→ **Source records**
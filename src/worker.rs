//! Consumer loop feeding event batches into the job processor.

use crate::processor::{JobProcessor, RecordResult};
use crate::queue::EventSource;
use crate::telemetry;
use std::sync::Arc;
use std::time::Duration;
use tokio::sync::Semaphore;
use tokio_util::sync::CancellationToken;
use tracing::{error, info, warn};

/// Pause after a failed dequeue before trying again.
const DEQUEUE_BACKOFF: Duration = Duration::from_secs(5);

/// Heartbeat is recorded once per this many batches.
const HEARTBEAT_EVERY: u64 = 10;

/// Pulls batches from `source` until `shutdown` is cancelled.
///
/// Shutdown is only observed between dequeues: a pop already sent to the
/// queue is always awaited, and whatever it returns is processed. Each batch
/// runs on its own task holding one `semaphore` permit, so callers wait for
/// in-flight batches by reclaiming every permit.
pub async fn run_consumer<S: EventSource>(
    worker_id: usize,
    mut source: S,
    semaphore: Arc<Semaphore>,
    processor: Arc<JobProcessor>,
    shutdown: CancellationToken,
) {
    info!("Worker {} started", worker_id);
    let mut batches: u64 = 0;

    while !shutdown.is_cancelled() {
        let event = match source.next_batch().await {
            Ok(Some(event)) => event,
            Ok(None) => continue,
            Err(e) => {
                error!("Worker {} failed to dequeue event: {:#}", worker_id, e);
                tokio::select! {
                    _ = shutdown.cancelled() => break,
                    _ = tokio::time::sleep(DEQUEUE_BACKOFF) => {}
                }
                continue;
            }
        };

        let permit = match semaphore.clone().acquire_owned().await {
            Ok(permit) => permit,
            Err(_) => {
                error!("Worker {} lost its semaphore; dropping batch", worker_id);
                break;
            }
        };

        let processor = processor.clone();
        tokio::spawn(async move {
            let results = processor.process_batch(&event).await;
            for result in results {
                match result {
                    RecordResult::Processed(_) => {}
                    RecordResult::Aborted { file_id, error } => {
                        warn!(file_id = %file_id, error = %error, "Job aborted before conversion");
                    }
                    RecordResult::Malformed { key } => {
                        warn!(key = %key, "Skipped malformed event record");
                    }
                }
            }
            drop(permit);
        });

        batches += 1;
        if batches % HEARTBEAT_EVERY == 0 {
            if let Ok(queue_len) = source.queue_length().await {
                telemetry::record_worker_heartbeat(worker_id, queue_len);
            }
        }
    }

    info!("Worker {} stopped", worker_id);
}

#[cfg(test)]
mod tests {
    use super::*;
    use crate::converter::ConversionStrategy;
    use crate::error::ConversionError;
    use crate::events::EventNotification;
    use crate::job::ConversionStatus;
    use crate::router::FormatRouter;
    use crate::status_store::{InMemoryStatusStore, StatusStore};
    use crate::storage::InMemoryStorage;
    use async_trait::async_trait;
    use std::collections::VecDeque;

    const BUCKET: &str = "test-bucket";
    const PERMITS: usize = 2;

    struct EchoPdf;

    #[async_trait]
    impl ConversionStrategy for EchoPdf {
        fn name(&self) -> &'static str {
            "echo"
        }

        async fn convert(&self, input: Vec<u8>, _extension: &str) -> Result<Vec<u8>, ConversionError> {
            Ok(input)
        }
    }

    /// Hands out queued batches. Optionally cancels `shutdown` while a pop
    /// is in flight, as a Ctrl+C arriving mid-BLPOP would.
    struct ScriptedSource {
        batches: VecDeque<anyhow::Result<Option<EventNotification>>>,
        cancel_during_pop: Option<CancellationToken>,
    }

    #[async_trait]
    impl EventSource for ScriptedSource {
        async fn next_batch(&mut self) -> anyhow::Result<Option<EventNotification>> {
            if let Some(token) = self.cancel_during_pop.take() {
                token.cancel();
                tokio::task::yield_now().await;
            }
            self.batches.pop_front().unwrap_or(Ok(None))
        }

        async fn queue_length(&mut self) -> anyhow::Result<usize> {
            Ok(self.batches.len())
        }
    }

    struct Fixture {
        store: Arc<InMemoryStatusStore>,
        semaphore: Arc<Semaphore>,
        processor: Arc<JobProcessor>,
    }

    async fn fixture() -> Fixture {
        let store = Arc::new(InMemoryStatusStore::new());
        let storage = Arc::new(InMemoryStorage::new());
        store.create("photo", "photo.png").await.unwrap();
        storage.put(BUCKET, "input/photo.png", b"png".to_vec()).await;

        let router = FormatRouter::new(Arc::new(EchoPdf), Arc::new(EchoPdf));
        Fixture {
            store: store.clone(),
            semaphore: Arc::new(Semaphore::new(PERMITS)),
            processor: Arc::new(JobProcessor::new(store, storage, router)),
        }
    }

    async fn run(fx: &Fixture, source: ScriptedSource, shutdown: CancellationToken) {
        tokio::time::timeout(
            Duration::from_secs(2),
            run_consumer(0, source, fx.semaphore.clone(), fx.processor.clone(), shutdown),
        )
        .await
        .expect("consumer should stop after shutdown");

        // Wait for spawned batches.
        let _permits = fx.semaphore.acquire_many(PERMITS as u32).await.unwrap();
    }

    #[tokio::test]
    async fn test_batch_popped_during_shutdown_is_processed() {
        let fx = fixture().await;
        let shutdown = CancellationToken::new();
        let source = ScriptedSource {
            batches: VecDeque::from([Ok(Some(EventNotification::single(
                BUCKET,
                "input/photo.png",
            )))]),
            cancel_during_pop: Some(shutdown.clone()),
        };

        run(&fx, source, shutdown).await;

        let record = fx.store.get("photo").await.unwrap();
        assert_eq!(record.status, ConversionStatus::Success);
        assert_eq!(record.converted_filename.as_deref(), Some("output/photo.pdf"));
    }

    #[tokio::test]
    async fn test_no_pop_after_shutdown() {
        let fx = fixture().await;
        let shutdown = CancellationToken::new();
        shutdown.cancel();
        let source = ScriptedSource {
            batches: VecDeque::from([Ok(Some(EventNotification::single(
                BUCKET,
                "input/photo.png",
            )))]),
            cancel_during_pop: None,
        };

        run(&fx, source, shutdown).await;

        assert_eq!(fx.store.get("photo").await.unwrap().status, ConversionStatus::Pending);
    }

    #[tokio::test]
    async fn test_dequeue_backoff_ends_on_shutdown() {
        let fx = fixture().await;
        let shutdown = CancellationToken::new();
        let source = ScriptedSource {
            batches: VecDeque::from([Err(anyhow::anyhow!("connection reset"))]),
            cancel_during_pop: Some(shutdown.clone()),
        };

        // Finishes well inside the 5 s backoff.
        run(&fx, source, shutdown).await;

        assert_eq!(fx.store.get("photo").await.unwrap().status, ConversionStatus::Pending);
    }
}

...

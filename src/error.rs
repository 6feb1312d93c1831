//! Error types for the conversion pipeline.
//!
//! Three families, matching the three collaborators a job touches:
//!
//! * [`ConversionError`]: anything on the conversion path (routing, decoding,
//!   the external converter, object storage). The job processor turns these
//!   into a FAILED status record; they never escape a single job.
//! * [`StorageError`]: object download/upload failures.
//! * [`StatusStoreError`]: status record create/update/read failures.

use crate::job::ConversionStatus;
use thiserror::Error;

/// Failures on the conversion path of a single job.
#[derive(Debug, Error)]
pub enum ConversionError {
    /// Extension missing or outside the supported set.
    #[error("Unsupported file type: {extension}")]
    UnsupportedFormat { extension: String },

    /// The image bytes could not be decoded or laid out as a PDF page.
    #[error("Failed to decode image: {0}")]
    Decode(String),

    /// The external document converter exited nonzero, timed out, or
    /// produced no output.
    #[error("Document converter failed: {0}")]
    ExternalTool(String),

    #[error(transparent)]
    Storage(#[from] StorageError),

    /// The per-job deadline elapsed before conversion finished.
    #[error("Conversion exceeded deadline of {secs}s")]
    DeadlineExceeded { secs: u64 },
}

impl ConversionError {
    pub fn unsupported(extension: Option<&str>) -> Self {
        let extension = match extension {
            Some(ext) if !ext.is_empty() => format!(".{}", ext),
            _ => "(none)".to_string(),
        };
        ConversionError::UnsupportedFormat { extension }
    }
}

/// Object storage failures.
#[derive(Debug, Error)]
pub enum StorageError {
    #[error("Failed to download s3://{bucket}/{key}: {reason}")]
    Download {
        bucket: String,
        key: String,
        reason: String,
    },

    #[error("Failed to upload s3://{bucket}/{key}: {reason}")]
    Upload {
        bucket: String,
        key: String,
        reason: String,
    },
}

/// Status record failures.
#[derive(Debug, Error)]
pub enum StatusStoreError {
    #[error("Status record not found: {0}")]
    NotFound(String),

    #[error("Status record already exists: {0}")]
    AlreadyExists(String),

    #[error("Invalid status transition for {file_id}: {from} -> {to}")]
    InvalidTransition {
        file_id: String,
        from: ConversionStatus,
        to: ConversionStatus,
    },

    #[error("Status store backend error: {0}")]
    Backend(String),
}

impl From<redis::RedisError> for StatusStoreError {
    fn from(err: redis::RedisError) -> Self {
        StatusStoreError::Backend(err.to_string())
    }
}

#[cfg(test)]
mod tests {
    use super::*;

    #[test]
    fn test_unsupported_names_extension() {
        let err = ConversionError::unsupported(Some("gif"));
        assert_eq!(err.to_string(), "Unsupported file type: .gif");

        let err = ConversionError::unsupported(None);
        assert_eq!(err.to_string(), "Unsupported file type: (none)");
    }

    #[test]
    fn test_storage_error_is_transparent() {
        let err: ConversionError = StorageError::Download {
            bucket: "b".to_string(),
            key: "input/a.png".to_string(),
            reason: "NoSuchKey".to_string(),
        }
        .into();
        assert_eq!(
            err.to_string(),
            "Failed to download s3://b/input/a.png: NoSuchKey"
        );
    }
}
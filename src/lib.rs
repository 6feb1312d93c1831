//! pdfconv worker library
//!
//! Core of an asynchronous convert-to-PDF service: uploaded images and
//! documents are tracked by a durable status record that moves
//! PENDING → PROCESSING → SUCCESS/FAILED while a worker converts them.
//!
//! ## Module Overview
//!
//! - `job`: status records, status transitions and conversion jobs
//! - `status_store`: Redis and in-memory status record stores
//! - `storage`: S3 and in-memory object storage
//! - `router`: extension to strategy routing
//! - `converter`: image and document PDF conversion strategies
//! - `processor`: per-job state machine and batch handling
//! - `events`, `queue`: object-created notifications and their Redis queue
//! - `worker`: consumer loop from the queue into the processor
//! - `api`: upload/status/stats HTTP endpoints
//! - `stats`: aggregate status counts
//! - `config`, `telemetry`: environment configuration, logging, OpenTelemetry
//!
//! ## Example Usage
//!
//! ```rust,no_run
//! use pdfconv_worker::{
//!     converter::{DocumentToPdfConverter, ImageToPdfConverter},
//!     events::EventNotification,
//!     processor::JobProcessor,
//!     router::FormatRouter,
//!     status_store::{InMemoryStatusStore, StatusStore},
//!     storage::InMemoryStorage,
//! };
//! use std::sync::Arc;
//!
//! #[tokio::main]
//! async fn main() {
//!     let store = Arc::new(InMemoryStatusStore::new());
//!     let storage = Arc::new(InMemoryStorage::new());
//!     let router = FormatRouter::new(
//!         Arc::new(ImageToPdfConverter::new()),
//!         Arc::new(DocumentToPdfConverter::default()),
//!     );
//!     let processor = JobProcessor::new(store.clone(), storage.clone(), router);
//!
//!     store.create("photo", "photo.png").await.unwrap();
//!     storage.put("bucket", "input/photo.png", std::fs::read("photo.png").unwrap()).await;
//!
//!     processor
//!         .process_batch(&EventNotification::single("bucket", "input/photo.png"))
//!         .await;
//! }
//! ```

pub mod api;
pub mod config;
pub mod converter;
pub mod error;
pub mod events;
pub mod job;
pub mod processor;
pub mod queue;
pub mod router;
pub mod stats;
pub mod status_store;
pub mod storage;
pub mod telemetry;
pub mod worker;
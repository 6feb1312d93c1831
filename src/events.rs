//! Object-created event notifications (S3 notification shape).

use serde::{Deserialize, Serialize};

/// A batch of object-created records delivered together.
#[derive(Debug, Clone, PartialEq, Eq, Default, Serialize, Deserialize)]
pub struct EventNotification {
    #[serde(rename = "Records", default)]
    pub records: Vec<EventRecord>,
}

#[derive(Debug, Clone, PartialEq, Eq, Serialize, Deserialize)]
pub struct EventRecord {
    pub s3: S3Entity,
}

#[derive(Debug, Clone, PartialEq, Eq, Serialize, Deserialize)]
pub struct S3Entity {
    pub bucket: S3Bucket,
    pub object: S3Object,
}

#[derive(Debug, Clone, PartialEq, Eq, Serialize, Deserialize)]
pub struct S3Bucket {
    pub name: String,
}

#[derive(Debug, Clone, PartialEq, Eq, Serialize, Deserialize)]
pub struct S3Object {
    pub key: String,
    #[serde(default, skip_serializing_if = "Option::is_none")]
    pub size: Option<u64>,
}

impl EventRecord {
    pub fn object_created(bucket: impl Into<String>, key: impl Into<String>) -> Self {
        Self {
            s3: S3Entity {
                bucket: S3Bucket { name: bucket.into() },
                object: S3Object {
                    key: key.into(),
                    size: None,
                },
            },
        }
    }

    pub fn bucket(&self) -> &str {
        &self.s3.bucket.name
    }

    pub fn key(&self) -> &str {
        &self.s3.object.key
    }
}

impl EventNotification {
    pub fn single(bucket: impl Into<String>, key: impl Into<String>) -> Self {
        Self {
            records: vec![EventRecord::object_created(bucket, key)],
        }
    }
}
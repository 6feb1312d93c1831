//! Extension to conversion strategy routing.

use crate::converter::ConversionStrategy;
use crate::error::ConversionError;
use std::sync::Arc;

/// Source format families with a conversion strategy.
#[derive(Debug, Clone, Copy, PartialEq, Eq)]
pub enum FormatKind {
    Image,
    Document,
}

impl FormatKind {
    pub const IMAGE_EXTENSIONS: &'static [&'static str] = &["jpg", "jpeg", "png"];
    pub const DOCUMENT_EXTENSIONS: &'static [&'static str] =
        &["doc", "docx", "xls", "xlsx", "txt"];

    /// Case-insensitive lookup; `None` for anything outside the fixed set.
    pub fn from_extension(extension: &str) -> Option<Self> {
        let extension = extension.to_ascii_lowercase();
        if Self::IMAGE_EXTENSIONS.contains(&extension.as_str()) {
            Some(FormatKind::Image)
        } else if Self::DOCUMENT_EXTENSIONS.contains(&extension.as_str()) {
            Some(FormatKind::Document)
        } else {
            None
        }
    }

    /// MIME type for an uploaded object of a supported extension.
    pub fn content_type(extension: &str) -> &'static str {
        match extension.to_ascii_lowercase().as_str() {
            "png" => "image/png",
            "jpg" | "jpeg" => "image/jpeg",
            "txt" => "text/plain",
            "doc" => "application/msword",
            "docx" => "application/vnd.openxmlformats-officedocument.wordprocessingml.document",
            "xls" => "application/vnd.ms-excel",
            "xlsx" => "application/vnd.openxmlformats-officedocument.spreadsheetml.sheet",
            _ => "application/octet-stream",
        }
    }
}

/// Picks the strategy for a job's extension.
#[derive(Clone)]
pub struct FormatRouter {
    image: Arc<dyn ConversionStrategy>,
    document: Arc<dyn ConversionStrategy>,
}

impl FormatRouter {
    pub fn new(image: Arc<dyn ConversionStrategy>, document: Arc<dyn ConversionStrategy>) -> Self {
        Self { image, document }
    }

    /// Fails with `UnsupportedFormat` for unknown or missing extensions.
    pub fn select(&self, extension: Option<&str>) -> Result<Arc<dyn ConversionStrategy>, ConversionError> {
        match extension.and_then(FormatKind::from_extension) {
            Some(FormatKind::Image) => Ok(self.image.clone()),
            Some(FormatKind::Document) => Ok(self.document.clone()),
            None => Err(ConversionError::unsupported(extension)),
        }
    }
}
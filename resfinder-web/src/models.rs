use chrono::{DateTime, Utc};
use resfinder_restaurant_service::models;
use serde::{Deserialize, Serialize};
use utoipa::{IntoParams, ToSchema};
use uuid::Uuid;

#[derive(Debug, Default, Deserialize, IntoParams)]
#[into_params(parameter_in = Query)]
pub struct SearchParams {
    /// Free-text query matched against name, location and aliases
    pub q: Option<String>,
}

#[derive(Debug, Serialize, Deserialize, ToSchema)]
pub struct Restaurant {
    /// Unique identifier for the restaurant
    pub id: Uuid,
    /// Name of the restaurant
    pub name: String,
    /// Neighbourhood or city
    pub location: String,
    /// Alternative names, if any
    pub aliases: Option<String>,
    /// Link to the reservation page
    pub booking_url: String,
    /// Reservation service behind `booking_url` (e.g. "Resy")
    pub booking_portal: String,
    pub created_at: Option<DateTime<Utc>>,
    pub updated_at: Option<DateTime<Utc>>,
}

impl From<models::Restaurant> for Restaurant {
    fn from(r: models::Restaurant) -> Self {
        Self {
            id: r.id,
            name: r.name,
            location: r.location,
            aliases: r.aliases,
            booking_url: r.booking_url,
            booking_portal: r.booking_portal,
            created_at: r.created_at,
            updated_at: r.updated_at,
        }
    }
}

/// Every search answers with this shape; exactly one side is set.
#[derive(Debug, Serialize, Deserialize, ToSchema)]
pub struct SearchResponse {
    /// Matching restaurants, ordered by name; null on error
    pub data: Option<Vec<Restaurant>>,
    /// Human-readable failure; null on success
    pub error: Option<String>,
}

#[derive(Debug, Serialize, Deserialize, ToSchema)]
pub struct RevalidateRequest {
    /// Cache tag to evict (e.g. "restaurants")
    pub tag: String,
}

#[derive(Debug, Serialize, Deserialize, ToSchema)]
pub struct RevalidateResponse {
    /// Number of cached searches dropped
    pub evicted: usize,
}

---

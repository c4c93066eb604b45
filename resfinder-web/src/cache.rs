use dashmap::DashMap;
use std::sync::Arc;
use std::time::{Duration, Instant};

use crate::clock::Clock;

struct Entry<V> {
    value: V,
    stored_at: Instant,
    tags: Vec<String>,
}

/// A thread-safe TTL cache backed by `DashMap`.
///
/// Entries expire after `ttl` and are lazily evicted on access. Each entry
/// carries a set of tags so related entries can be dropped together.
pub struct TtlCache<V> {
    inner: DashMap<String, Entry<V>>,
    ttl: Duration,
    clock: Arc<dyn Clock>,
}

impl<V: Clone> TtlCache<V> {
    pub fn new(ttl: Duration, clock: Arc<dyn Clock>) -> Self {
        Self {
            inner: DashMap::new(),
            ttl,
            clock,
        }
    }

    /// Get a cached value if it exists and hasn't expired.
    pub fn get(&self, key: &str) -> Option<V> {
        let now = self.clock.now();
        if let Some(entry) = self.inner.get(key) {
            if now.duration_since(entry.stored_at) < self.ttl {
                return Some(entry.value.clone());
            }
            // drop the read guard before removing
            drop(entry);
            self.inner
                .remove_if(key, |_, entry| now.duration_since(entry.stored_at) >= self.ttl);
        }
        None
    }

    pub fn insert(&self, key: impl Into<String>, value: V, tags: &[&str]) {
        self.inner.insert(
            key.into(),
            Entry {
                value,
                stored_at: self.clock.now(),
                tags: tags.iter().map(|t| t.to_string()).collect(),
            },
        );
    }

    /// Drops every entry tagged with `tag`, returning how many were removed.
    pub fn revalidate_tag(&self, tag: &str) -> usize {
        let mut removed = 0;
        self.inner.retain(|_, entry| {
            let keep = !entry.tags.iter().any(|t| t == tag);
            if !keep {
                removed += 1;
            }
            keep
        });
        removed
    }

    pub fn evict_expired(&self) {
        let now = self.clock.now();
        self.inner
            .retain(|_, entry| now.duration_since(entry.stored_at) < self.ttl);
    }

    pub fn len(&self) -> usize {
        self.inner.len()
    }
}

→ **Prompt**
Return only the part of the records above that opens with the line containing "filename src/worker.rs" and closes with the line containing "use tokio_util::sync::CancellationToken;", ends included.

→ **Your solution**
filename src/worker.rs
//! Consumer loop feeding event batches into the job processor.

use crate::processor::{JobProcessor, RecordResult};
use crate::queue::EventSource;
use crate::telemetry;
use std::sync::Arc;
use std::time::Duration;
use tokio::sync::Semaphore;
use tokio_util::sync::CancellationToken;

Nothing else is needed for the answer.